Conversation With A Six-Year-Old

When Jake was four, he started with the basics of "where do babies come from?" We were in the car on the long drive home from school, and it took everything in my power not to suck my gum into my windpipe. My dear mother (thank you mom, for everything) taught by example that honesty and a straight forward approach is the best policy, so I proceeded with care.

I started in terms that I felt he could best handle by explaining that when a mommy dinosaur and a daddy dinosaur want to have a baby, they get very close together and the daddy dinosaur puts his sperm in the mommy dinosaur and so on. That was good enough for a four-year-old.
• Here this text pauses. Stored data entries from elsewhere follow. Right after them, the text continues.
//! # DiffSync Protocol
//!
//! Data model and wire messages for differential synchronization.
//!
//! This crate provides:
//! - [`ClientDocument`], [`ShadowDocument`] and [`BackupShadowDocument`]
//! - [`Edit`] and [`Diff`] for versioned, checksummed patch transmissions
//! - Protocol messages ([`SyncMessage`]: add, patch, detach)
//! - JSON wire encoding with fully fallible decoding
//!
//! This is a pure protocol crate with no I/O operations.
//!
//! ## Wire Shape
//!
//! ```text
//! { "msgType": "patch", "id": "...", "clientId": "...",
//!   "edits": [ { "clientVersion": 0, "serverVersion": 0, "checksum": "...",
//!                "diffs": [ { "op": "add", "path": "/0", "value": "x" } ] } ] }
//! ```
//!
//! ## Example
//!
//! ```
//! use diffsync_protocol::{Diff, Edit, PatchMessage, SyncMessage};
//!
//! let edit = Edit::new("doc", "client", 0, 0, "abc")
//!     .with_diffs(vec![Diff::add("/3", "!")]);
//! let message = SyncMessage::Patch(PatchMessage::new("doc", "client", vec![edit]));
//!
//! let text = message.encode();
//! let decoded = SyncMessage::decode(&text).unwrap();
//! assert_eq!(decoded, message);
//! ```

#![deny(unsafe_code)]
#![warn(missing_docs)]

mod codec;
mod document;
mod edit;
mod error;
mod messages;

pub use document::{generate_client_id, BackupShadowDocument, ClientDocument, DocumentKey, ShadowDocument};
pub use edit::{Diff, Edit, Operation};
pub use error::{DecodeError, DecodeResult};
pub use messages::{AddMessage, DetachMessage, PatchMessage, SyncMessage};
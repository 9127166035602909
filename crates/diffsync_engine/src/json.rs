//! JSON tree synchronizer.
//!
//! Diffs are RFC 6902 style operations addressed by RFC 6901 JSON Pointers.
//! Operand values travel as JSON-encoded strings. The checksum covers the
//! compact encoding with object keys in sorted order, so it does not depend
//! on map iteration order.

use crate::error::{SyncError, SyncResult};
use crate::synchronizer::{checksum_bytes, ClientSynchronizer};
use diffsync_protocol::{Diff, Operation};
use serde_json::Value;

/// Synchronizer for `serde_json::Value` documents.
#[derive(Debug, Clone, Copy, Default)]
pub struct JsonSynchronizer;

impl JsonSynchronizer {
    /// Creates a JSON synchronizer.
    pub fn new() -> Self {
        Self
    }
}

fn escape_token(token: &str) -> String {
    token.replace('~', "~0").replace('/', "~1")
}

fn child_path(parent: &str, token: &str) -> String {
    format!("{parent}/{}", escape_token(token))
}

/// Splits a pointer into its parent pointer and unescaped last token.
fn split_last(path: &str) -> SyncResult<(&str, String)> {
    let at = path
        .rfind('/')
        .ok_or_else(|| SyncError::patch(path, "not a JSON pointer"))?;
    let token = path[at + 1..].replace("~1", "/").replace("~0", "~");
    Ok((&path[..at], token))
}

fn encode(value: &Value) -> String {
    value.to_string()
}

fn decode(diff: &Diff) -> SyncResult<Value> {
    let raw = diff
        .value
        .as_deref()
        .ok_or_else(|| SyncError::patch(&diff.path, format!("{} requires a value", diff.operation.as_str())))?;
    serde_json::from_str(raw)
        .map_err(|e| SyncError::patch(&diff.path, format!("invalid JSON operand: {e}")))
}

fn diff_values(path: &str, old: &Value, new: &Value, out: &mut Vec<Diff>) {
    if old == new {
        return;
    }
    match (old, new) {
        (Value::Object(a), Value::Object(b)) => {
            for key in a.keys().filter(|k| !b.contains_key(*k)) {
                out.push(Diff::remove(child_path(path, key), None));
            }
            for (key, new_child) in b {
                match a.get(key) {
                    Some(old_child) => diff_values(&child_path(path, key), old_child, new_child, out),
                    None => out.push(Diff::add(child_path(path, key), encode(new_child))),
                }
            }
        }
        (Value::Array(a), Value::Array(b)) => {
            let common = a.len().min(b.len());
            for i in 0..common {
                diff_values(&format!("{path}/{i}"), &a[i], &b[i], out);
            }
            for i in (common..a.len()).rev() {
                out.push(Diff::remove(format!("{path}/{i}"), None));
            }
            for (i, item) in b.iter().enumerate().skip(common) {
                out.push(Diff::add(format!("{path}/{i}"), encode(item)));
            }
        }
        _ => out.push(Diff::replace(path, encode(new))),
    }
}

fn parent_mut<'a>(doc: &'a mut Value, pointer: &str, path: &str) -> SyncResult<&'a mut Value> {
    doc.pointer_mut(pointer)
        .ok_or_else(|| SyncError::patch(path, "parent does not exist"))
}

fn parse_array_index(token: &str, path: &str) -> SyncResult<usize> {
    token
        .parse()
        .map_err(|_| SyncError::patch(path, "invalid array index"))
}

fn apply_add(doc: &mut Value, path: &str, value: Value) -> SyncResult<()> {
    if path.is_empty() {
        *doc = value;
        return Ok(());
    }
    let (parent, token) = split_last(path)?;
    match parent_mut(doc, parent, path)? {
        Value::Object(map) => {
            map.insert(token, value);
        }
        Value::Array(items) if token == "-" => items.push(value),
        Value::Array(items) => {
            let index = parse_array_index(&token, path)?;
            if index > items.len() {
                return Err(SyncError::patch(path, "array index out of bounds"));
            }
            items.insert(index, value);
        }
        _ => return Err(SyncError::patch(path, "parent is not a container")),
    }
    Ok(())
}

fn apply_remove(doc: &mut Value, path: &str) -> SyncResult<()> {
    if path.is_empty() {
        return Err(SyncError::patch(path, "cannot remove the root"));
    }
    let (parent, token) = split_last(path)?;
    match parent_mut(doc, parent, path)? {
        Value::Object(map) => {
            map.remove(&token)
                .ok_or_else(|| SyncError::patch(path, "no such member"))?;
        }
        Value::Array(items) => {
            let index = parse_array_index(&token, path)?;
            if index >= items.len() {
                return Err(SyncError::patch(path, "array index out of bounds"));
            }
            items.remove(index);
        }
        _ => return Err(SyncError::patch(path, "parent is not a container")),
    }
    Ok(())
}

fn apply_replace(doc: &mut Value, path: &str, value: Value) -> SyncResult<()> {
    let target = doc
        .pointer_mut(path)
        .ok_or_else(|| SyncError::patch(path, "target does not exist"))?;
    *target = value;
    Ok(())
}

fn apply_diff(doc: &mut Value, diff: &Diff) -> SyncResult<()> {
    match diff.operation {
        Operation::Add => apply_add(doc, &diff.path, decode(diff)?),
        Operation::Remove => apply_remove(doc, &diff.path),
        Operation::Replace => apply_replace(doc, &diff.path, decode(diff)?),
        Operation::Test => {
            let expected = decode(diff)?;
            match doc.pointer(&diff.path) {
                Some(actual) if *actual == expected => Ok(()),
                _ => Err(SyncError::patch(&diff.path, "test failed")),
            }
        }
    }
}

/// Writes `value` compactly with object keys sorted.
fn write_canonical(value: &Value, out: &mut String) {
    match value {
        Value::Object(map) => {
            let mut entries: Vec<_> = map.iter().collect();
            entries.sort_by(|a, b| a.0.cmp(b.0));
            out.push('{');
            for (i, (key, child)) in entries.into_iter().enumerate() {
                if i > 0 {
                    out.push(',');
                }
                out.push_str(&Value::String(key.clone()).to_string());
                out.push(':');
                write_canonical(child, out);
            }
            out.push('}');
        }
        Value::Array(items) => {
            out.push('[');
            for (i, item) in items.iter().enumerate() {
                if i > 0 {
                    out.push(',');
                }
                write_canonical(item, out);
            }
            out.push(']');
        }
        scalar => out.push_str(&scalar.to_string()),
    }
}

impl ClientSynchronizer for JsonSynchronizer {
    type Content = Value;

    fn diff(&self, old: &Value, new: &Value) -> Vec<Diff> {
        let mut diffs = Vec::new();
        diff_values("", old, new, &mut diffs);
        diffs
    }

    fn apply(&self, diffs: &[Diff], content: &Value) -> SyncResult<Value> {
        let mut doc = content.clone();
        for diff in diffs {
            apply_diff(&mut doc, diff)?;
        }
        Ok(doc)
    }

    fn apply_fuzzy(&self, diffs: &[Diff], content: &Value) -> Value {
        let mut doc = content.clone();
        for diff in diffs.iter().filter(|d| d.operation != Operation::Test) {
            if let Err(e) = apply_diff(&mut doc, diff) {
                tracing::debug!(error = %e, "skipping diff that no longer fits");
            }
        }
        doc
    }

    fn checksum(&self, content: &Value) -> String {
        let mut canonical = String::new();
        write_canonical(content, &mut canonical);
        checksum_bytes(canonical.as_bytes())
    }
}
One evening while driving home, Jake (who was turning seven in two weeks) suddenly and out of nowhere piped up from the back seat, "So how does the man get the sperm get into a woman?"
I took a deep breath while putting some effort into keeping the car on the road, thought for a moment and replied, "Well, it comes out of his penis." Don't you love saying penis while driving? No? Well then why do these "cherished moments" so often happen whilst navigating rush-hour traffic?
"His penis? Ewwww!" (Pause) "But how does it get inside the woman?"
"It goes in through her vagina." Yup - another of my favorite words! I explained this to him cringing only slightly this time and swerving to miss a cement mixer entering the busy highway two inches in front of me.
"Eeeeewwwwwww!" (Pause) "But it couldn't fit in there!" Jake exclaimed. I peeked and caught him making the most horrendous expression in the rear-view mirror. I swallowed my giggle, sped up to pass the cement mixer which was moving about 20 mph slower than the rest of the traffic and answered him, “Well, GOD made animals and people so that it does fit because he wants us to be able to have babies."
"Eeeeewwwww! That's gross!" (Pause) "Do they take their clothes off?" He asked in horror.
"Usually." I stated, again trying not to giggle, and blushing a rosy shade of purple, I'm sure.
"Eww! That’s nasty!" (Pause) "You'd think GOD could have thought of something better than THAT!"